1.2234145-2354649258
Nagpur: Former president Pranab Mukherjee speaks during the closing ceremony of ‘Tritiya Varsha Sangh Shiksha Varg’, an (RSS) event to mark the conclusion of a three-year training camp for Swayamsevaks, in Nagpur on Thursday, June 07, 2018. Rashtriya Swayamsevak Sangh (RSS) chief Mohan Bhagwat is also seen.(PTI Photo)(PTI6_7_2018_000206B) Image Credit: PTI

It was an evening of pious homilies at the Rashtriya Swayamsevak Sangh (RSS) headquarters in Nagpur where former Indian president, and now a citizen, Pranab Mukherjee was the guest of honour at a valedictory function.

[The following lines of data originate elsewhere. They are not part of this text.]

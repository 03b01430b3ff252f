//! Application state definitions

use super::forms::{
    DraftError, EntityKind, FieldKind, FieldSpec, FieldValue, LocalFile, ParcelSummary, Record,
    ValidationResult, WizardController, WizardPhase,
};
use serde_json::{Map, Value};
use std::path::Path;

/// Current view in the application
#[derive(Debug, Clone, Copy, PartialEq, Eq, Default)]
pub enum View {
    #[default]
    Records,
    Wizard,
}

/// Main application state
#[derive(Default)]
pub struct AppState {
    // Navigation
    pub current_view: View,
    pub entity: EntityKind,

    // Data
    pub records: Vec<Record>,
    pub parcels: Vec<ParcelSummary>,

    // Selection
    pub selected_index: usize,

    // UI state
    pub api_reachable: bool,
    pub status_message: Option<String>,
    /// Id of the record waiting for a delete confirmation
    pub confirm_delete: Option<String>,

    pub wizard: Option<WizardView>,
}

impl AppState {
    /// Move selection down
    pub fn move_selection_down(&mut self, max: usize) {
        if max > 0 && self.selected_index < max - 1 {
            self.selected_index += 1;
        }
    }

    /// Move selection up
    pub fn move_selection_up(&mut self) {
        if self.selected_index > 0 {
            self.selected_index -= 1;
        }
    }

    /// Reset selection
    pub fn reset_selection(&mut self) {
        self.selected_index = 0;
    }

    pub fn selected_record(&self) -> Option<&Record> {
        self.records.get(self.selected_index)
    }

    /// Switch the records screen to another entity
    pub fn select_entity(&mut self, kind: EntityKind) {
        if self.entity != kind {
            self.entity = kind;
            self.records.clear();
            self.confirm_delete = None;
            self.reset_selection();
        }
    }

    /// Replace the record list, keeping the selection in range
    pub fn set_records(&mut self, records: Vec<Record>) {
        self.records = records;
        if self.selected_index >= self.records.len() {
            self.selected_index = self.records.len().saturating_sub(1);
        }
    }

    pub fn open_wizard(&mut self, controller: WizardController) {
        self.wizard = Some(WizardView::new(controller));
        self.current_view = View::Wizard;
    }

    /// Close the wizard, abandoning its session
    pub fn close_wizard(&mut self) {
        if let Some(mut view) = self.wizard.take() {
            view.controller.close();
        }
        self.current_view = View::Records;
    }
}

/// Per-wizard UI state on top of the controller
pub struct WizardView {
    pub controller: WizardController,
    /// Index into the visible fields of the current step
    pub active_field: usize,
    /// Selected entry of a file or list field
    pub entry_cursor: usize,
    /// Pending path, list entry or description
    pub input: String,
    /// Local input error, cleared on the next keystroke
    pub notice: Option<String>,
}

impl WizardView {
    pub fn new(controller: WizardController) -> Self {
        Self {
            controller,
            active_field: 0,
            entry_cursor: 0,
            input: String::new(),
            notice: None,
        }
    }

    /// Fields of the current step that the draft currently shows
    pub fn visible_fields(&self) -> Vec<&FieldSpec> {
        let store = self.controller.store();
        let schema = store.schema();
        let Some(step) = schema.step(self.controller.step()) else {
            return Vec::new();
        };
        step.fields
            .iter()
            .filter_map(|name| schema.field(name))
            .filter(|spec| spec.is_visible(store.snapshot()))
            .collect()
    }

    pub fn active_spec(&self) -> Option<&FieldSpec> {
        self.visible_fields().get(self.active_field).copied()
    }

    /// Notice or controller message, whichever is newer
    pub fn message(&self) -> Option<&str> {
        self.notice.as_deref().or_else(|| self.controller.message())
    }

    pub fn is_submitting(&self) -> bool {
        self.controller.phase() == WizardPhase::Submitting
    }

    fn reset_focus(&mut self) {
        self.active_field = 0;
        self.entry_cursor = 0;
        self.input.clear();
        self.notice = None;
    }

    fn clamp_focus(&mut self) {
        let count = self.visible_fields().len();
        if self.active_field >= count {
            self.active_field = count.saturating_sub(1);
        }
    }

    pub fn next_field(&mut self) {
        let count = self.visible_fields().len();
        if count > 0 {
            self.active_field = (self.active_field + 1) % count;
        }
        self.entry_cursor = 0;
        self.input.clear();
    }

    pub fn prev_field(&mut self) {
        let count = self.visible_fields().len();
        if count == 0 {
            return;
        }
        if self.active_field == 0 {
            self.active_field = count - 1;
        } else {
            self.active_field -= 1;
        }
        self.entry_cursor = 0;
        self.input.clear();
    }

    pub fn next_step(&mut self) -> ValidationResult {
        self.notice = None;
        let result = self.controller.next();
        if result.ok {
            self.reset_focus();
        }
        result
    }

    pub fn prev_step(&mut self) {
        let before = self.controller.step();
        self.controller.prev();
        if self.controller.step() != before {
            self.reset_focus();
        }
    }

    /// Number of entries shown for the active file or list field
    pub fn entry_count(&self) -> usize {
        let Some(spec) = self.active_spec() else {
            return 0;
        };
        let draft = self.controller.store().snapshot();
        match spec.kind {
            FieldKind::List { .. } => draft
                .scalar(spec.name)
                .and_then(FieldValue::as_list)
                .map_or(0, <[Value]>::len),
            FieldKind::SingleFile | FieldKind::MultiFile { .. } => {
                draft.slot(spec.name).map_or(0, |slot| slot.len())
            }
            _ => 0,
        }
    }

    pub fn move_entry_up(&mut self) {
        self.entry_cursor = self.entry_cursor.saturating_sub(1);
    }

    pub fn move_entry_down(&mut self) {
        let count = self.entry_count();
        if count > 0 && self.entry_cursor < count - 1 {
            self.entry_cursor += 1;
        }
    }

    fn report(&mut self, result: Result<(), DraftError>) {
        if let Err(err) = result {
            tracing::debug!("Draft rejected input: {err}");
            self.notice = Some(err.to_string());
        }
    }

    fn set_text(&mut self, name: &'static str, text: String) {
        let result = match self.controller.edit_draft() {
            Some(store) => store.set_field(name, FieldValue::Text(text)),
            None => return,
        };
        self.report(result);
        self.clamp_focus();
    }

    /// Type a character into the active field
    pub fn input_char(&mut self, c: char) {
        self.notice = None;
        let Some(spec) = self.active_spec().cloned() else {
            return;
        };
        match spec.kind {
            FieldKind::Text | FieldKind::Multiline => {
                let mut text = self.controller.store().snapshot().text(spec.name).to_string();
                text.push(c);
                self.set_text(spec.name, text);
            }
            FieldKind::Number if c.is_ascii_digit() || c == '.' => {
                let mut text = self.controller.store().snapshot().text(spec.name).to_string();
                text.push(c);
                self.set_text(spec.name, text);
            }
            FieldKind::Date if c.is_ascii_digit() || c == '-' => {
                let mut text = self.controller.store().snapshot().text(spec.name).to_string();
                text.push(c);
                self.set_text(spec.name, text);
            }
            FieldKind::List { .. } | FieldKind::SingleFile | FieldKind::MultiFile { .. } => {
                self.input.push(c);
            }
            _ => {}
        }
    }

    pub fn backspace(&mut self) {
        self.notice = None;
        let Some(spec) = self.active_spec().cloned() else {
            return;
        };
        match spec.kind {
            FieldKind::Text | FieldKind::Multiline | FieldKind::Number | FieldKind::Date => {
                let mut text = self.controller.store().snapshot().text(spec.name).to_string();
                if text.pop().is_some() {
                    self.set_text(spec.name, text);
                }
            }
            FieldKind::List { .. } | FieldKind::SingleFile | FieldKind::MultiFile { .. } => {
                self.input.pop();
            }
            _ => {}
        }
    }

    /// Enter: newline in long text, otherwise commit the pending input
    pub fn enter(&mut self) {
        self.notice = None;
        let Some(spec) = self.active_spec().cloned() else {
            return;
        };
        match spec.kind {
            FieldKind::Multiline => self.input_char('\n'),
            FieldKind::SingleFile | FieldKind::MultiFile { .. } => self.stage_input(&spec),
            FieldKind::List { keys, .. } => self.push_input(&spec, keys),
            _ => {}
        }
    }

    fn stage_input(&mut self, spec: &FieldSpec) {
        let path = self.input.trim().to_string();
        if path.is_empty() {
            return;
        }
        if !Path::new(&path).is_file() {
            self.notice = Some(format!("Fichier introuvable : {path}"));
            return;
        }
        let result = match self.controller.edit_draft() {
            Some(store) => store.stage_file(spec.name, LocalFile::new(path)),
            None => return,
        };
        if result.is_ok() {
            self.input.clear();
            self.entry_cursor = self.entry_count().saturating_sub(1);
        }
        self.report(result);
    }

    /// List entries are typed as `value | value | ...` in key order
    fn push_input(&mut self, spec: &FieldSpec, keys: &[&str]) {
        if self.input.trim().is_empty() {
            return;
        }
        let item: Map<String, Value> = keys
            .iter()
            .zip(self.input.split('|'))
            .map(|(key, value)| (key.to_string(), Value::String(value.trim().to_string())))
            .collect();
        let result = match self.controller.edit_draft() {
            Some(store) => store.push_list_item(spec.name, item),
            None => return,
        };
        if result.is_ok() {
            self.input.clear();
            self.entry_cursor = self.entry_count().saturating_sub(1);
        }
        self.report(result);
    }

    /// Cycle the value of a select or relation field
    pub fn cycle_option(&mut self, forward: bool) {
        self.notice = None;
        let Some(spec) = self.active_spec().cloned() else {
            return;
        };
        let store = self.controller.store();
        let options: Vec<String> = match spec.kind {
            FieldKind::Select(options) => options.iter().map(|o| o.to_string()).collect(),
            FieldKind::Relation => std::iter::once(String::new())
                .chain(store.context().parcels.iter().map(|p| p.id.clone()))
                .collect(),
            _ => return,
        };
        if options.is_empty() {
            return;
        }
        let current = store.snapshot().text(spec.name);
        let next = match options.iter().position(|o| o == current) {
            Some(i) if forward => (i + 1) % options.len(),
            Some(i) => (i + options.len() - 1) % options.len(),
            None => 0,
        };
        let value = options[next].clone();
        self.set_text(spec.name, value);
    }

    /// Remove the selected entry of a file or list field
    pub fn remove_entry(&mut self) {
        self.notice = None;
        let Some(spec) = self.active_spec().cloned() else {
            return;
        };
        let index = self.entry_cursor;
        let result = match (self.controller.edit_draft(), &spec.kind) {
            (Some(store), FieldKind::List { .. }) => {
                store.remove_list_item(spec.name, index).map(|_| ())
            }
            (Some(store), kind) if kind.is_attachment() => {
                store.remove_attachment(spec.name, index).map(|_| ())
            }
            _ => return,
        };
        self.report(result);
        let count = self.entry_count();
        if self.entry_cursor >= count {
            self.entry_cursor = count.saturating_sub(1);
        }
    }

    /// Use the pending input as the description of the selected staged file
    pub fn describe_entry(&mut self) {
        self.notice = None;
        let Some(spec) = self.active_spec().cloned() else {
            return;
        };
        if !matches!(spec.kind, FieldKind::MultiFile { descriptions: Some(_) }) {
            return;
        }
        let index = self.entry_cursor;
        let stored = self
            .controller
            .store()
            .snapshot()
            .slot(spec.name)
            .and_then(|slot| slot.combined().get(index).map(|entry| !entry.is_staged()));
        if stored == Some(true) {
            self.notice = Some("Seuls les nouveaux fichiers peuvent être décrits".to_string());
            return;
        }
        let description = self.input.trim().to_string();
        let result = match self.controller.edit_draft() {
            Some(store) => store.describe_attachment(spec.name, index, description),
            None => return,
        };
        if result.is_ok() {
            self.input.clear();
        }
        self.report(result);
    }
}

While he dwelt on how pluralism and tolerance constituted the “soul” of India, the RSS Sarsanghchalak Mohan Bhagwat expounded on the organisation’s vision which extended well beyond the Hindu samaj (society) and encompassing all the children of Bharat Mata (Mother India).

There was no paraya (outsider) in his view, nor any dushman (enemy). Observers noted that there was no mention of a Hindu rashtra (nation), the leitmotif of the RSS, in Bhagwat’s speech. Was this a concession to a diehard former Congressman Mukherjee’s secular sensitivities? If this is a change of heart, it will mark a seminal shift in the outlook of the 93-year-old organisation and carries the potential of political and social upheaval.

Arguably, Bhagwat’s claim about Mother India’s parentage of all Indians, irrespective of caste or creed, is on a par with Narendra Modi’s Sabka saath, sabka vikas (Together for all, development for all) mantra. It is also the essence of the multicultural, multireligious secular concept, which is routinely derided as “sickular” by the saffron trolls.

Just as the agenda of development for all hasn’t led to any marked reduction in the “darkness, fear and mistrust” among minorities, as Mukherjee said, it has to be seen whether Bhagwat’s outreach will stop the Hindutva activists from mocking Muslims as Babur ki aulad (children of the Mughal emperor, Babur) or accusing Christian missionaries of relentless conversions.

The difficulty of changing the attitudes of the average RSS supporter can be gauged from the way a saffron television commentator latched on to Mukherjee’s reference to Muslim “invaders” and British colonisers. He used it to show how the former president’s views differed from the tolerance of the secularists in associating Muslims with biryani and the British with cakes.

It might take time for the Hindu-right and the secularists to find common ground, but the RSS initiative to invite a person from the opposing camp and Pranab’s acceptance of the invitation bode well for the country.

It will be a great relief if last Thursday’s interaction in Nagpur leads to a reduction in polarisation. The process might be very long considering that for decades the two lines of thought — one of a composite culture (of Hindus, Muslims and others) and the other of cultural nationalism (one people, one nation, one culture) — have battled one another.

But the endeavour towards a consensus will be worthwhile if it dissuades an MP like Vinay Katiyar of the Bharatiya Janata Party (BJP) from saying that Muslims have no right to live in India or for a suspect in custody to justify the journalist Gauri Lankesh’s murder because she was anti-Hindu.

The test of the Nagpur bonhomie will be its impact on the Hindutva hotheads. Although the RSS is the paterfamilias of the saffron brotherhood, organisations like the Vishwa Hindu Parishad (VHP) and the Bajrang Dal (which are a part of the Sangh Parivar), and Hindu Mahasabha are ardent votaries of a Hindu ‘rashtra’ where the minorities have to live as second-class citizens. So, it will take more than two speeches in Nagpur to save the pluralist “soul” of India.

Since fundamentalism begets fundamentalism, the stridency of the Hindu version can encourage the bigots among Muslims or the Khalistanis among Sikhs to up the ante.

Besides that, the Left-liberals will interpret a toning down of the saffron rhetoric as a victory for the secular camp and a defeat for the Parivar. The Congress is already gloating that Mukherjee held up the “mirror of truth” to the RSS although the party was initially nervous about what their old stalwart would say.

Now that Mukherjee’s history lessons were in line with the Congress version, the party has heaved a sigh of relief. But the battle of wits will continue.